Another question that is not addressed in this study is the mechanism for less macrophage infiltration in L‐NAME/Ang II treated MyPHD2KO mice. Because migration of PM from MyPHD2KO mice toward MCP‐1 was reduced, it is suggested that the recruitment of macrophages is attenuated by Phd2 deletion. However we could not exclude the possibility that macrophage apoptosis is increased during or after recruitment into the tissue. We also failed to show the role of neutrophils that also express lysozyme M.[33] We barely found granulocyte infiltration in the heart and aorta in all groups by immunostaining with a Gr‐1 antibody.

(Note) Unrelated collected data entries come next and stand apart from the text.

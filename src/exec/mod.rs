//! Launching a prepared bundle.
//!
//! This module handles:
//! - Resolving the interpreter on PATH
//! - Running the entry file from the bundle root with inherited stdio
//! - Exporting the bind address and port the UI toolkit reads at startup

use crate::config::types::LaunchConfig;
use crate::error::{PortError, Result};
use std::collections::HashMap;
use std::path::{Path, PathBuf};
use std::process::{Command, ExitStatus, Stdio};

/// Build the environment the launched app receives on top of the inherited one.
pub fn launch_env(launch: &LaunchConfig) -> HashMap<String, String> {
	let mut env = HashMap::new();
	env.insert(
		"GRADIO_SERVER_NAME".to_string(),
		launch.server_name.clone(),
	);
	env.insert(
		"GRADIO_SERVER_PORT".to_string(),
		launch.server_port.to_string(),
	);
	env
}

/// Path of the entry file relative to the bundle root, as passed to the interpreter.
pub fn entry_argument(bundle_root: &Path, entry: &Path) -> PathBuf {
	entry
		.strip_prefix(bundle_root)
		.map(Path::to_path_buf)
		.unwrap_or_else(|_| entry.to_path_buf())
}

/// Run `interpreter <entry>` from the bundle root.
///
/// This function:
/// - Passes stdin, stdout, stderr through to the child process
/// - Returns the exit status of the child process
pub fn execute_entry(
	interpreter: &Path,
	bundle_root: &Path,
	entry: &Path,
	launch: &LaunchConfig,
) -> Result<ExitStatus> {
	let mut cmd = Command::new(interpreter);
	cmd.arg(entry_argument(bundle_root, entry))
		.current_dir(bundle_root)
		.envs(launch_env(launch))
		.stdin(Stdio::inherit())
		.stdout(Stdio::inherit())
		.stderr(Stdio::inherit());

	tracing::info!(
		interpreter = %interpreter.display(),
		entry = %entry.display(),
		"launching entry file"
	);

	let status = cmd.status().map_err(|source| {
		if source.kind() == std::io::ErrorKind::NotFound {
			PortError::CommandNotFound {
				command: interpreter.to_string_lossy().to_string(),
			}
		} else {
			PortError::CommandFailed {
				command: interpreter.to_string_lossy().to_string(),
				source,
			}
		}
	})?;

	Ok(status)
}

/// Resolve a command name to its full path.
///
/// A path with more than one component is returned as-is when it exists.
/// Otherwise, searches PATH for the command.
pub fn resolve_command(command: &str) -> Option<PathBuf> {
	let path = Path::new(command);

	if path.components().count() > 1 {
		return path.exists().then(|| path.to_path_buf());
	}

	let path_var = std::env::var_os("PATH")?;
	std::env::split_paths(&path_var)
		.map(|dir| dir.join(command))
		.find(|candidate| candidate.is_file())
}

#[cfg(test)]
mod tests {
	use super::*;

	#[test]
	fn test_launch_env() {
		let launch = LaunchConfig {
			server_name: "0.0.0.0".to_string(),
			server_port: 7861,
		};
		let env = launch_env(&launch);

		assert_eq!(env.get("GRADIO_SERVER_NAME").unwrap(), "0.0.0.0");
		assert_eq!(env.get("GRADIO_SERVER_PORT").unwrap(), "7861");
		assert_eq!(env.len(), 2);
	}

	#[test]
	fn test_entry_argument_is_relative_to_root() {
		let arg = entry_argument(Path::new("/tmp/bundle"), Path::new("/tmp/bundle/ui/demo.py"));
		assert_eq!(arg, PathBuf::from("ui/demo.py"));
	}

	#[test]
	fn test_entry_argument_outside_root_is_kept() {
		let arg = entry_argument(Path::new("/tmp/bundle"), Path::new("/srv/app.py"));
		assert_eq!(arg, PathBuf::from("/srv/app.py"));
	}

	#[test]
	fn test_resolve_command_absolute_path() {
		#[cfg(unix)]
		{
			let result = resolve_command("/bin/sh");
			assert_eq!(result, Some(PathBuf::from("/bin/sh")));
		}
	}

	#[test]
	fn test_resolve_command_not_found() {
		assert!(resolve_command("/nonexistent/path/to/python").is_none());
		assert!(resolve_command("definitely-not-an-interpreter-12345").is_none());
	}

	#[test]
	fn test_resolve_command_from_path() {
		#[cfg(unix)]
		{
			assert!(resolve_command("sh").is_some());
		}
	}

	#[cfg(unix)]
	#[test]
	fn test_execute_entry_runs_from_bundle_root() {
		let temp_dir = tempfile::tempdir().unwrap();
		let root = temp_dir.path();
		let entry = root.join("app.py");
		std::fs::write(
			&entry,
			"test \"$GRADIO_SERVER_PORT\" = 7860 && test -f app.py\n",
		)
		.unwrap();

		let status =
			execute_entry(Path::new("/bin/sh"), root, &entry, &LaunchConfig::default()).unwrap();
		assert!(status.success());
	}

	#[test]
	fn test_execute_missing_interpreter() {
		let temp_dir = tempfile::tempdir().unwrap();
		let result = execute_entry(
			Path::new("/nonexistent/python3"),
			temp_dir.path(),
			&temp_dir.path().join("app.py"),
			&LaunchConfig::default(),
		);
		assert!(matches!(result, Err(PortError::CommandNotFound { .. })));
	}
}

However, RT‐qPCR analysis revealed an increase in the cardiac expression of CD177, a neutrophil‐specific antigen, in L‐NAME/Ang II‐treated control and MyPHD2KO mice to the same extent (Figure 6K). These results suggest that deletion of Phd2 in neutrophils may play a minor role in the attenuation of cardiovascular remodeling induced by L‐NAME/Ang II. Consistent with this idea, a recent study showed that macrophages rather than neutrophils play a critical role in Ang II‐induced vascular dysfunction and arterial hypertension.[33]

There are several limitations in the present study. The first is that although previous studies[17,27] and the present study showed that digoxin inhibits HIF‐α synthesis, we could not exclude the possibility of nonspecific effects of digoxin on other tissues, in particular cardiac myoctyes. Because digoxin itself is expected to have a mild cardiotonic effect, we assume that HIF‐α down‐regulation in macrophages by digoxin is detrimental to cardiac function in this model. The second point is that the sample sizes are relatively small in the present study, which may explain why some statistical tests failed to reach significance.

Several PHD inhibitors are under development for clinical use as a treatment for ischemic disorders[34] and anemia.[35] It is not clear whether PHD inhibitors attenuate hypertensive cardiovascular remodeling. Our previous study showed that cobalt chloride, a nonspecific PHD inhibitor, attenuated perivascular fibrosis of the heart induced by Ang II. Therefore, it is possible that PHD inhibitors may be useful not only for the treatment for anemia but also for cardiovascular remodeling induced by high blood pressure.

In summary, we provided convincing evidence that PHD2 in myeloid lineage cells play a critical role in high blood pressure‐induced hypertrophy and fibrosis. PHD inhibition may be a novel of therapeutic strategy for cardiovascular diseases.